Cette attitude de mansuétude à l’égard des gouvernements qui se succèdent relève évidemment de l’aveuglement. Tout montre que la classe dirigeante souhaite l’immigration. Depuis plus de cinq décennies, tous les gouvernements ne cessent de prendre des décisions destinées à l’alimenter : des lois favorables à l’immigration de masse, des subventions aux ONG immigrationnistes, des dispositifs de mixité ethnique obligatoire et de répartition forcée des immigrés sur tout le territoire… Nous en avons déjà parlé (voir cette chronique) et n’y insisterons pas aujourd’hui. Admettons que les Français moyens puissent ne pas informés du détail de ces différentes mesures et ne pas avoir conscience de leur portée.

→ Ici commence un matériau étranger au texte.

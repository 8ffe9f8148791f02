//! Board State Store
//!
//! Uses Leptos reactive_stores for fine-grained reactivity.
//! All mutations go through the `BoardState` methods.

use leptos::prelude::*;
use reactive_stores::Store;

use crate::clock;
use crate::models::{Filter, Task, TaskId};

/// The task currently in edit mode and its uncommitted text
#[derive(Clone, Debug, PartialEq)]
pub struct EditSession {
    pub id: TaskId,
    pub draft: String,
}

/// Task totals for the summary line
#[derive(Clone, Copy, Debug, Default, PartialEq, Eq)]
pub struct Counts {
    pub total: usize,
    pub active: usize,
    pub completed: usize,
}

/// Board state with field-level reactivity
#[derive(Clone, Debug, Default, Store)]
pub struct BoardState {
    /// Tasks in insertion order
    pub tasks: Vec<Task>,
    /// Active view filter
    pub filter: Filter,
    /// At most one task is edited at a time
    pub editing: Option<EditSession>,
    /// New task input buffer
    pub input: String,
    /// Last id handed out, keeps ids strictly increasing
    pub last_id: Option<TaskId>,
}

impl BoardState {
    pub fn new() -> Self {
        Self::default()
    }

    pub fn set_input(&mut self, text: impl Into<String>) {
        self.input = text.into();
    }

    /// Add the input buffer as a new task
    pub fn submit(&mut self) -> Option<TaskId> {
        let text = self.input.clone();
        self.add(&text)
    }

    pub fn add(&mut self, text: &str) -> Option<TaskId> {
        self.add_at(text, clock::now_millis())
    }

    /// Add a task created at `now_millis`. Whitespace-only text is ignored.
    pub fn add_at(&mut self, text: &str, now_millis: u64) -> Option<TaskId> {
        let text = text.trim();
        if text.is_empty() {
            log::debug!("[BOARD] ignoring empty task");
            return None;
        }

        let id = TaskId::next(self.last_id, now_millis);
        self.last_id = Some(id);
        self.tasks.push(Task::new(id, text.to_string()));
        self.input.clear();
        log::debug!("[BOARD] added task {}", id);
        Some(id)
    }

    pub fn remove(&mut self, id: TaskId) -> bool {
        let before = self.tasks.len();
        self.tasks.retain(|task| task.id != id);
        let removed = self.tasks.len() != before;

        if removed && self.is_editing(id) {
            self.editing = None;
        }
        log::debug!("[BOARD] remove {}: {}", id, if removed { "done" } else { "not found" });
        removed
    }

    /// Start editing a task. Any other edit in progress is dropped.
    pub fn begin_edit(&mut self, id: TaskId) -> bool {
        let Some(text) = self.task(id).map(|task| task.text.clone()) else {
            log::debug!("[BOARD] begin_edit {}: not found", id);
            return false;
        };

        if let Some(prev) = &self.editing {
            if prev.id != id {
                log::debug!("[BOARD] abandoning edit of {}", prev.id);
            }
        }
        self.editing = Some(EditSession {
            id,
            draft: text,
        });
        true
    }

    pub fn set_draft(&mut self, text: impl Into<String>) {
        if let Some(session) = self.editing.as_mut() {
            session.draft = text.into();
        }
    }

    /// Save the draft into the task being edited.
    ///
    /// The trimmed draft may be empty; only adding a task rejects empty text.
    pub fn commit_edit(&mut self, id: TaskId) -> bool {
        if !self.is_editing(id) {
            log::debug!("[BOARD] commit_edit {}: not in edit mode", id);
            return false;
        }
        let Some(session) = self.editing.take() else {
            return false;
        };

        match self.tasks.iter_mut().find(|task| task.id == id) {
            Some(task) => {
                task.text = session.draft.trim().to_string();
                log::debug!("[BOARD] saved edit of {}", id);
                true
            }
            None => false,
        }
    }

    pub fn cancel_edit(&mut self) {
        if let Some(session) = self.editing.take() {
            log::debug!("[BOARD] cancelled edit of {}", session.id);
        }
    }

    pub fn toggle_complete(&mut self, id: TaskId) -> bool {
        match self.tasks.iter_mut().find(|task| task.id == id) {
            Some(task) => {
                task.completed = !task.completed;
                log::debug!("[BOARD] {} completed={}", id, task.completed);
                true
            }
            None => false,
        }
    }

    pub fn set_filter(&mut self, filter: Filter) {
        self.filter = filter;
    }

    pub fn task(&self, id: TaskId) -> Option<&Task> {
        self.tasks.iter().find(|task| task.id == id)
    }

    pub fn is_editing(&self, id: TaskId) -> bool {
        self.editing.as_ref().is_some_and(|session| session.id == id)
    }

    pub fn draft(&self) -> Option<&str> {
        self.editing.as_ref().map(|session| session.draft.as_str())
    }

    /// Tasks matching the active filter, in insertion order
    pub fn visible(&self) -> Vec<Task> {
        self.tasks
            .iter()
            .filter(|task| self.filter.matches(task))
            .cloned()
            .collect()
    }

    pub fn counts(&self) -> Counts {
        let completed = self.tasks.iter().filter(|task| task.completed).count();
        Counts {
            total: self.tasks.len(),
            active: self.tasks.len() - completed,
            completed,
        }
    }
}

/// Type alias for the store
pub type BoardStore = Store<BoardState>;

/// Get the board store from context
pub fn use_board_store() -> BoardStore {
    expect_context::<BoardStore>()
}
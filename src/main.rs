//! Task Board Frontend Entry Point

mod app;
mod clock;
mod components;
mod config;
mod models;
mod store;

use app::TaskBoard;
use leptos::prelude::*;

fn main() {
    console_error_panic_hook::set_once();
    // Only fails if a logger is already installed
    let _ = console_log::init_with_level(config::log_level());
    log::info!("[APP] mounting task board");
    mount_to_body(TaskBoard);
}
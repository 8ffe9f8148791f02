//! New Task Form Component
//!
//! Input row for appending tasks to the board.

use leptos::prelude::*;

use crate::config::NEW_TASK_PLACEHOLDER;
use crate::store::{use_board_store, BoardStateStoreFields};

/// Form for creating new tasks
#[component]
pub fn NewTaskForm() -> impl IntoView {
    let store = use_board_store();

    let create_task = move |ev: web_sys::SubmitEvent| {
        ev.prevent_default();
        store.update(|board| {
            board.submit();
        });
    };

    view! {
        <form class="new-task-form" on:submit=create_task>
            <div class="new-task-row">
                <input
                    type="text"
                    placeholder=NEW_TASK_PLACEHOLDER
                    prop:value=move || store.input().get()
                    on:input=move |ev| {
                        let value = event_target_value(&ev);
                        store.update(|board| board.set_input(value));
                    }
                />
                <button type="submit" class="add-btn">"+"</button>
            </div>
        </form>
    }
}
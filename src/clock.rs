//! Wall Clock
//!
//! Millisecond timestamps used to derive task ids.

/// Milliseconds since the Unix epoch
#[cfg(target_arch = "wasm32")]
pub fn now_millis() -> u64 {
    js_sys::Date::now() as u64
}

/// Milliseconds since the Unix epoch
#[cfg(not(target_arch = "wasm32"))]
pub fn now_millis() -> u64 {
    u64::try_from(chrono::Utc::now().timestamp_millis()).unwrap_or_default()
}

#[cfg(test)]
mod tests {
    use super::*;

    #[test]
    fn test_now_is_after_2020() {
        // 2020-01-01T00:00:00Z
        assert!(now_millis() > 1_577_836_800_000);
    }
}
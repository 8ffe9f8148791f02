//! Filter Bar Component
//!
//! Mutually exclusive all/active/completed selectors.

use leptos::prelude::*;

use crate::models::Filter;
use crate::store::{use_board_store, BoardStateStoreFields};

#[component]
pub fn FilterBar() -> impl IntoView {
    let store = use_board_store();

    view! {
        <div class="filter-bar">
            {Filter::ALL.iter().map(|&filter| {
                let is_selected = move || store.filter().get() == filter;
                view! {
                    <button
                        type="button"
                        data-filter=filter.as_str()
                        class=move || if is_selected() { "filter-btn active" } else { "filter-btn" }
                        on:click=move |_| store.update(|board| board.set_filter(filter))
                    >
                        {filter.label()}
                    </button>
                }
            }).collect_view()}
        </div>
    }
}
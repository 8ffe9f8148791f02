//! Task Row Component
//!
//! One task in the list, switching between display and edit mode.

use leptos::prelude::*;

use crate::models::Task;
use crate::store::use_board_store;

/// A single task row
#[component]
pub fn TaskRow(task: Task) -> impl IntoView {
    let store = use_board_store();

    let id = task.id;
    let completed = task.completed;
    let text = task.text;

    let is_editing = move || store.with(|board| board.is_editing(id));
    let draft = move || {
        store
            .with(|board| board.draft().map(str::to_owned))
            .unwrap_or_default()
    };

    let display = move || {
        let text = text.clone();
        view! {
            <div class="task-display">
                // Checkbox
                <input
                    type="checkbox"
                    prop:checked=completed
                    on:change=move |_| store.update(|board| {
                        board.toggle_complete(id);
                    })
                />

                // Text
                <span class="task-text">{text}</span>

                <button class="edit-btn" on:click=move |_| store.update(|board| {
                    board.begin_edit(id);
                })>"✎"</button>

                <button class="delete-btn" on:click=move |_| store.update(|board| {
                    board.remove(id);
                })>"×"</button>
            </div>
        }
    };

    view! {
        <div class=if completed { "task-row completed" } else { "task-row" }>
            <Show when=is_editing fallback=display>
                <div class="task-edit">
                    <input
                        type="text"
                        class="task-edit-input"
                        prop:value=draft
                        on:input=move |ev| {
                            let value = event_target_value(&ev);
                            store.update(|board| board.set_draft(value));
                        }
                        on:keydown=move |ev: web_sys::KeyboardEvent| {
                            match ev.key().as_str() {
                                "Enter" => {
                                    ev.prevent_default();
                                    store.update(|board| {
                                        board.commit_edit(id);
                                    });
                                }
                                "Escape" => store.update(|board| board.cancel_edit()),
                                _ => {}
                            }
                        }
                    />
                    <button class="confirm-btn" on:click=move |_| store.update(|board| {
                        board.commit_edit(id);
                    })>"✓"</button>
                    <button class="cancel-btn" on:click=move |_| store.update(|board| board.cancel_edit())>"✗"</button>
                </div>
            </Show>
        </div>
    }
}
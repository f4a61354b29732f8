// src/services/geo_ranker.rs
use std::cmp::Ordering;

use crate::models::{driver::Driver, location::Coordinate};

const EARTH_RADIUS_METERS: f64 = 6_371_000.0;

/// Distance reported for a driver that has never sent a location.
pub const MISSING_LOCATION_DISTANCE: f64 = 100_000.0;

pub const DEFAULT_MAX_RADIUS_METERS: f64 = 500_000.0;

#[derive(Debug, Clone, Copy, PartialEq)]
pub struct RankingConfig {
    pub max_radius_meters: f64,
}

impl Default for RankingConfig {
    fn default() -> Self {
        Self {
            max_radius_meters: DEFAULT_MAX_RADIUS_METERS,
        }
    }
}

#[derive(Debug, Clone)]
pub struct RankedCandidate {
    pub driver: Driver,
    pub distance_meters: f64,
    pub has_location: bool,
}

/// Great-circle distance in meters. A missing side yields
/// [`MISSING_LOCATION_DISTANCE`] instead of an error.
pub fn distance_meters(a: Option<Coordinate>, b: Option<Coordinate>) -> f64 {
    let (Some(a), Some(b)) = (a, b) else {
        return MISSING_LOCATION_DISTANCE;
    };

    let lat1 = a.lat.to_radians();
    let lat2 = b.lat.to_radians();
    let delta_lat = (b.lat - a.lat).to_radians();
    let delta_lng = (b.lng - a.lng).to_radians();

    let h = (delta_lat / 2.0).sin().powi(2)
        + lat1.cos() * lat2.cos() * (delta_lng / 2.0).sin().powi(2);
    let c = 2.0 * h.sqrt().atan2((1.0 - h).sqrt());

    EARTH_RADIUS_METERS * c
}

/// Orders drivers for offering: located drivers nearest first, then
/// location-less drivers in input order. Drivers beyond the radius are dropped.
pub fn rank_candidates(
    pickup: Coordinate,
    drivers: Vec<Driver>,
    config: &RankingConfig,
) -> Vec<RankedCandidate> {
    let mut ranked: Vec<RankedCandidate> = drivers
        .into_iter()
        .map(|driver| {
            let location = driver
                .last_known_location
                .map(|l| l.coordinate())
                .filter(Coordinate::is_valid);
            RankedCandidate {
                distance_meters: distance_meters(Some(pickup), location),
                has_location: location.is_some(),
                driver,
            }
        })
        .filter(|candidate| candidate.distance_meters <= config.max_radius_meters)
        .collect();

    // sort_by is stable, so equal keys keep input order
    ranked.sort_by(|a, b| match (a.has_location, b.has_location) {
        (true, false) => Ordering::Less,
        (false, true) => Ordering::Greater,
        (false, false) => Ordering::Equal,
        (true, true) => a.distance_meters.total_cmp(&b.distance_meters),
    });

    ranked
}

#[cfg(test)]
mod tests {
    use super::*;
    use crate::models::location::DriverLocation;

    const PICKUP: Coordinate = Coordinate {
        lat: -1.0903,
        lng: 35.8612,
    };

    fn driver_at(id: &str, at: Option<Coordinate>) -> Driver {
        let mut driver = Driver::new(id, id, "0700", "KAA 000A", "sedan");
        driver.last_known_location = at.map(DriverLocation::now);
        driver
    }

    fn north_of_pickup(meters: f64) -> Coordinate {
        let degrees = meters / (EARTH_RADIUS_METERS * std::f64::consts::PI / 180.0);
        Coordinate::new(PICKUP.lat + degrees, PICKUP.lng)
    }

    fn ids(ranked: &[RankedCandidate]) -> Vec<&str> {
        ranked.iter().map(|c| c.driver.id.as_str()).collect()
    }

    #[test]
    fn test_distance_zero_for_same_point() {
        assert!(distance_meters(Some(PICKUP), Some(PICKUP)).abs() < 1e-6);
    }

    #[test]
    fn test_distance_known_value() {
        // One degree of latitude on a 6371 km sphere
        let d = distance_meters(Some(Coordinate::new(0.0, 0.0)), Some(Coordinate::new(1.0, 0.0)));
        assert!((d - 111_194.93).abs() < 1.0, "got {}", d);
    }

    #[test]
    fn test_distance_missing_side_is_sentinel() {
        assert_eq!(distance_meters(None, Some(PICKUP)), MISSING_LOCATION_DISTANCE);
        assert_eq!(distance_meters(Some(PICKUP), None), MISSING_LOCATION_DISTANCE);
    }

    #[test]
    fn test_rank_orders_by_distance() {
        let drivers = vec![
            driver_at("d500", Some(north_of_pickup(500.0))),
            driver_at("d2000", Some(north_of_pickup(2000.0))),
            driver_at("d100", Some(north_of_pickup(100.0))),
        ];
        let ranked = rank_candidates(PICKUP, drivers, &RankingConfig::default());
        assert_eq!(ids(&ranked), vec!["d100", "d500", "d2000"]);
        assert!((ranked[0].distance_meters - 100.0).abs() < 1.0);
    }

    #[test]
    fn test_located_drivers_precede_locationless_even_when_farther() {
        // 300 km is numerically farther than the sentinel, still ranks first
        let drivers = vec![
            driver_at("ghost", None),
            driver_at("far", Some(north_of_pickup(300_000.0))),
        ];
        let ranked = rank_candidates(PICKUP, drivers, &RankingConfig::default());
        assert_eq!(ids(&ranked), vec!["far", "ghost"]);
        assert!(!ranked[1].has_location);
    }

    #[test]
    fn test_locationless_keep_input_order() {
        let drivers = vec![
            driver_at("g1", None),
            driver_at("near", Some(north_of_pickup(50.0))),
            driver_at("g2", None),
            driver_at("g3", None),
        ];
        let ranked = rank_candidates(PICKUP, drivers, &RankingConfig::default());
        assert_eq!(ids(&ranked), vec!["near", "g1", "g2", "g3"]);
    }

    #[test]
    fn test_all_locationless_returns_input_order() {
        let drivers = vec![driver_at("c", None), driver_at("a", None), driver_at("b", None)];
        let ranked = rank_candidates(PICKUP, drivers, &RankingConfig::default());
        assert_eq!(ids(&ranked), vec!["c", "a", "b"]);
    }

    #[test]
    fn test_equal_distances_are_stable() {
        let spot = north_of_pickup(700.0);
        let drivers = vec![driver_at("first", Some(spot)), driver_at("second", Some(spot))];
        let ranked = rank_candidates(PICKUP, drivers, &RankingConfig::default());
        assert_eq!(ids(&ranked), vec!["first", "second"]);
    }

    #[test]
    fn test_radius_excludes_far_drivers() {
        let config = RankingConfig {
            max_radius_meters: 1_000.0,
        };
        let drivers = vec![
            driver_at("near", Some(north_of_pickup(900.0))),
            driver_at("far", Some(north_of_pickup(1_500.0))),
            driver_at("ghost", None),
        ];
        let ranked = rank_candidates(PICKUP, drivers, &config);
        assert_eq!(ids(&ranked), vec!["near"]);
    }

    #[test]
    fn test_invalid_location_treated_as_missing() {
        let drivers = vec![
            driver_at("broken", Some(Coordinate::new(f64::NAN, 0.0))),
            driver_at("ok", Some(north_of_pickup(10.0))),
        ];
        let ranked = rank_candidates(PICKUP, drivers, &RankingConfig::default());
        assert_eq!(ids(&ranked), vec!["ok", "broken"]);
        assert!(!ranked[1].has_location);
    }
}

L’aveuglement de la majorité des Français moyens est incontestablement coupable, cependant, car les dirigeants ne se contentent pas d’agir : ils parlent aussi, et ne cessent de clamer haut et fort que l’immigration devra se poursuivre. En un mot, les électeurs pensent que leurs dirigeants font ce qu’ils peuvent pour stopper l’immigration alors que ceux-ci passent leur temps à déclarer le contraire.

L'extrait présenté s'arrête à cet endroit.